§ TASK DETAILS:
Can you pull out each line of the data below that includes the word "events"?

Stored data entries
//! Integration tests for the notification inbox endpoints.

mod common;

use axum::http::StatusCode;
use common::{body_json, TestApp};
use openmic_core::user::UserType;
use serde_json::Value;

async fn inbox(app: &TestApp, token: &str, query: &str) -> Vec<Value> {
    let response = app
        .get(&format!("/api/v1/notifications{query}"), Some(token))
        .await;
    assert_eq!(response.status(), StatusCode::OK);
    body_json(response).await["data"].as_array().unwrap().clone()
}

async fn unread(app: &TestApp, token: &str) -> i64 {
    let response = app
        .get("/api/v1/notifications/unread-count", Some(token))
        .await;
    body_json(response).await["data"]["count"].as_i64().unwrap()
}

#[tokio::test]
async fn inbox_requires_token() {
    let app = TestApp::new();
    let response = app.get("/api/v1/notifications", None).await;
    assert_eq!(response.status(), StatusCode::UNAUTHORIZED);
}

#[tokio::test]
async fn new_event_alerts_comedian_and_booking_confirms() {
    let app = TestApp::new();
    let (_, comic) = app.user("Abe", UserType::Comedian).await;
    let (_, host) = app.user("Hana", UserType::Host).await;

    let event = app.create_event(&host, 2).await;

    let items = inbox(&app, &comic, "").await;
    assert_eq!(items.len(), 1);
    assert_eq!(items[0]["type"], "slot_available");
    assert_eq!(items[0]["read"], false);
    assert_eq!(items[0]["event_id"], event["id"]);

    let uri = format!(
        "/api/v1/events/{}/slots/{}",
        event["id"].as_str().unwrap(),
        event["time_slots"][1]["id"].as_str().unwrap()
    );
    assert_eq!(app.post(&uri, &comic, None).await.status(), StatusCode::OK);

    let items = inbox(&app, &comic, "").await;
    assert_eq!(items.len(), 2);
    assert_eq!(items[0]["type"], "slot_confirmed");
    assert_eq!(items[0]["time_slot_id"], event["time_slots"][1]["id"]);
    assert_eq!(unread(&app, &comic).await, 2);
}

#[tokio::test]
async fn rsvp_notifies_host() {
    let app = TestApp::new();
    let (_, host) = app.user("Hana", UserType::Host).await;
    let (_, guest) = app.user("Gus", UserType::Guest).await;
    let event = app.create_event(&host, 0).await;

    app.post(
        &format!("/api/v1/events/{}/attend", event["id"].as_str().unwrap()),
        &guest,
        Some(serde_json::json!({})),
    )
    .await;

    let items = inbox(&app, &host, "").await;
    assert_eq!(items.len(), 1);
    assert_eq!(items[0]["type"], "new_attendee");
}

#[tokio::test]
async fn mark_read_and_read_all_update_unread_count() {
    let app = TestApp::new();
    let (_, comic) = app.user("Abe", UserType::Comedian).await;
    let (_, host) = app.user("Hana", UserType::Host).await;
    app.create_event(&host, 1).await;
    app.create_event(&host, 1).await;
    app.create_event(&host, 1).await;
    assert_eq!(unread(&app, &comic).await, 3);

    let items = inbox(&app, &comic, "").await;
    let first = items[0]["id"].as_str().unwrap();
    let response = app
        .post(&format!("/api/v1/notifications/{first}/read"), &comic, None)
        .await;
    assert_eq!(response.status(), StatusCode::OK);
    assert_eq!(body_json(response).await["data"]["read"], true);
    assert_eq!(unread(&app, &comic).await, 2);
    assert_eq!(inbox(&app, &comic, "?unread_only=true").await.len(), 2);

    let response = app
        .post("/api/v1/notifications/read-all", &comic, None)
        .await;
    assert_eq!(body_json(response).await["data"]["marked_read"], 2);
    assert_eq!(unread(&app, &comic).await, 0);
    assert_eq!(inbox(&app, &comic, "").await.len(), 3);
}

#[tokio::test]
async fn cannot_touch_someone_elses_notification() {
    let app = TestApp::new();
    let (_, comic) = app.user("Abe", UserType::Comedian).await;
    let (_, host) = app.user("Hana", UserType::Host).await;
    app.create_event(&host, 1).await;

    let items = inbox(&app, &comic, "").await;
    let uri = format!("/api/v1/notifications/{}", items[0]["id"].as_str().unwrap());

    let response = app.delete(&uri, &host).await;
    assert_eq!(response.status(), StatusCode::FORBIDDEN);
    let response = app.post(&format!("{uri}/read"), &host, None).await;
    assert_eq!(response.status(), StatusCode::FORBIDDEN);

    assert_eq!(app.delete(&uri, &comic).await.status(), StatusCode::NO_CONTENT);
    assert!(inbox(&app, &comic, "").await.is_empty());
    assert_eq!(app.delete(&uri, &comic).await.status(), StatusCode::NOT_FOUND);
}

#[tokio::test]
async fn cancellation_notifies_roster() {
    let app = TestApp::new();
    let (_, host) = app.user("Hana", UserType::Host).await;
    let (_, guest) = app.user("Gus", UserType::Guest).await;
    let event = app.create_event(&host, 0).await;
    let event_uri = format!("/api/v1/events/{}", event["id"].as_str().unwrap());

    app.post(
        &format!("{event_uri}/attend"),
        &guest,
        Some(serde_json::json!({})),
    )
    .await;
    app.put(&event_uri, &host, serde_json::json!({ "status": "cancelled" }))
        .await;

    let items = inbox(&app, &guest, "").await;
    assert_eq!(items.len(), 1);
    assert_eq!(items[0]["type"], "event_cancelled");
}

§ EXPECTED OUTPUT:
        "/api/v1/events/{}/slots/{}",
        &format!("/api/v1/events/{}/attend", event["id"].as_str().unwrap()),
    let event_uri = format!("/api/v1/events/{}", event["id"].as_str().unwrap());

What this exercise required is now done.